Meglio una strategia value o una growth? Questo l’eterno dilemma di investitori e gestori
alle prese con un mercato azionario volatile. Per chiarirsi le idee innanzitutto è bene
sapere la distinzione: le azioni value hanno un prezzo di mercato inferiore all’ipotetico
valore di equilibrio e quindi sono “penalizzate” dal mercato. Di solito in questa categoria ci
sono società attive in settori maturi, aziende solide ma con limitate prospettive di crescita,
o aziende cicliche con profitti volatili. Le azioni growth, invece, hanno un prezzo superiore
all’ipotetico valore d’equilibrio perché il mercato stima che la società produrrà in futuro utili
tali da giustificare l’attuale prezzo di mercato. Il settore growth per eccellenza è quello
tecnologico, ma anche il farmaceutico grazie ai suoi brevetti può essere ricompreso.
Chiarito il concetto, ecco che Robeco segnala come il settore value continui a suo parere
a essere interessante dato che le aspettative di rendimento a medio termine sono brillanti,
soprattutto se le valutazioni tornano a livelli “normali”.
Valutazioni più convenienti
Una prima ragione risiede nella convenienza dei titoli. La scarsa performance delle
strategie value tra il 2018 e il 2020 ha infatti portato un grande allargamento dei multipli di
valutazione tra titoli value e growth, con i primi che sono diventati più economici dei
secondi. Una convenienza evidente anche oggi, nonostante la recente ripresa dei value.

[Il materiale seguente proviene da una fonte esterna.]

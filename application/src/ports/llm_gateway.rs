//! LLM Gateway port
//!
//! Defines the one operation the deliberation engine needs from a
//! text-generation service: complete a prompt as a given participant.

use async_trait::async_trait;
use council_domain::Participant;
use thiserror::Error;

/// Errors that can occur during gateway operations
#[derive(Error, Debug)]
pub enum GatewayError {
    #[error("connection error: {0}")]
    Connection(String),

    #[error("request failed: {0}")]
    RequestFailed(String),

    #[error("malformed provider response: {0}")]
    MalformedResponse(String),

    #[error("no credential configured for participant '{0}'")]
    MissingCredential(String),

    #[error("no endpoint configured for provider '{0}'")]
    UnknownProvider(String),
}

/// Gateway for outbound generation calls.
///
/// A participant carries its own service family, model name, and
/// credential, so one gateway instance serves the whole roster.
#[async_trait]
pub trait LlmGateway: Send + Sync {
    /// Send a prompt as `participant` and return the response text.
    async fn complete(&self, participant: &Participant, prompt: &str)
    -> Result<String, GatewayError>;
}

Osservando il differenziale di valutazione fra titoli value e growth, “è interessante notare
che lo spread si è ridotto solo leggermente durante questo periodo – sottolinea Matthias
Hanauer, ricercatore del Quant Equity Research team di Robeco. – In particolare, è ancora
più ampio a fine ottobre 2022 di quanto non fosse nel 2018. Per mettere le cose in
prospettiva, lo spread attuale è ancora maggiore di quanto non fosse al culmine della bolla
delle dot-com nel 2000”.
La correlazione con i tassi non è strutturale
Di fronte al continuo aumento dei tassi d’interesse da parte di Federal Reserve e Banca
centrale europea ci si chiede se questa stretta abbia sostenuto il ritorno della strategia
value. “In passato abbiamo già indagato questi movimenti e documentato che, sebbene la
relazione sia stata evidente di recente, è molto più debole nel lungo periodo e per orizzonti
di rendimento più lunghi. In effetti, le variazioni dei tassi di interesse spiegano solo una
piccola parte della variazione dei rendimenti della strategia value” afferma l’esperto di
Robeco.
È interessante notare che gli ultimi mesi indicano che la relazione potrebbe essersi
indebolita di nuovo. Per esempio, maggio 2022 è stato un mese eccellente per il value, mentre i rendimenti sono leggermente diminuiti. Al contrario agosto 2022 è
stato un mese piuttosto negativo per il value, anche se i tassi di interesse sono aumentati
di quasi 50 punti base.
“Sulla base di questa analisi, riteniamo che la relazione tra rendimenti value e tassi di
interesse non sia strutturale – o causale – ma piuttosto un fenomeno temporaneo che
potrebbe fornire alcuni fattori favorevoli per il valore nei prossimi mesi. Tuttavia, sebbene
la relazione positiva tra value e rendimenti possa persistere per qualche tempo,
probabilmente a causa di qualche profezia che si autoavvera, non crediamo che i tassi
d’interesse siano il fattore decisivo per il valore negli anni a venire”.
Le aspettative di crescita nel lungo periodo
L’ultimo aspetto riguarda le aspettative di crescita. Matthias Hanauer di Robeco ha
esaminato se le azioni growth hanno davvero una crescita futura più elevata. “Nelle nostre
analisi, ordiniamo i titoli in base ai multipli di valutazione e non alla crescita passata o
attesa. E mentre le società con un’elevata crescita storica delle vendite o degli utili in
genere trattano a multipli più elevati, la crescita futura a lungo termine è molto più difficile
da prevedere” sottolinea il ricercatore. Gli analisti stimano che le società growth generano
una crescita futura dell’utile per azione superiore di circa il 4% rispetto alla media delle
società, mentre quelle value si fermano sotto il 2,5%.
Questa differenza nelle aspettative di crescita è una delle ragioni principali per cui gli
investitori sono disposti a pagare un prezzo più alto per le società growth. Tuttavia, queste
differenze non sono persistenti: “Dopo otto anni, vediamo che la differenza effettiva è
inferiore all’1%. Pertanto, gli investitori sembrano pagare più del dovuto in base al
differenziale di crescita atteso nella formazione del portafoglio. In altre parole, la crescita
realizzata non è all’altezza delle aspettative”.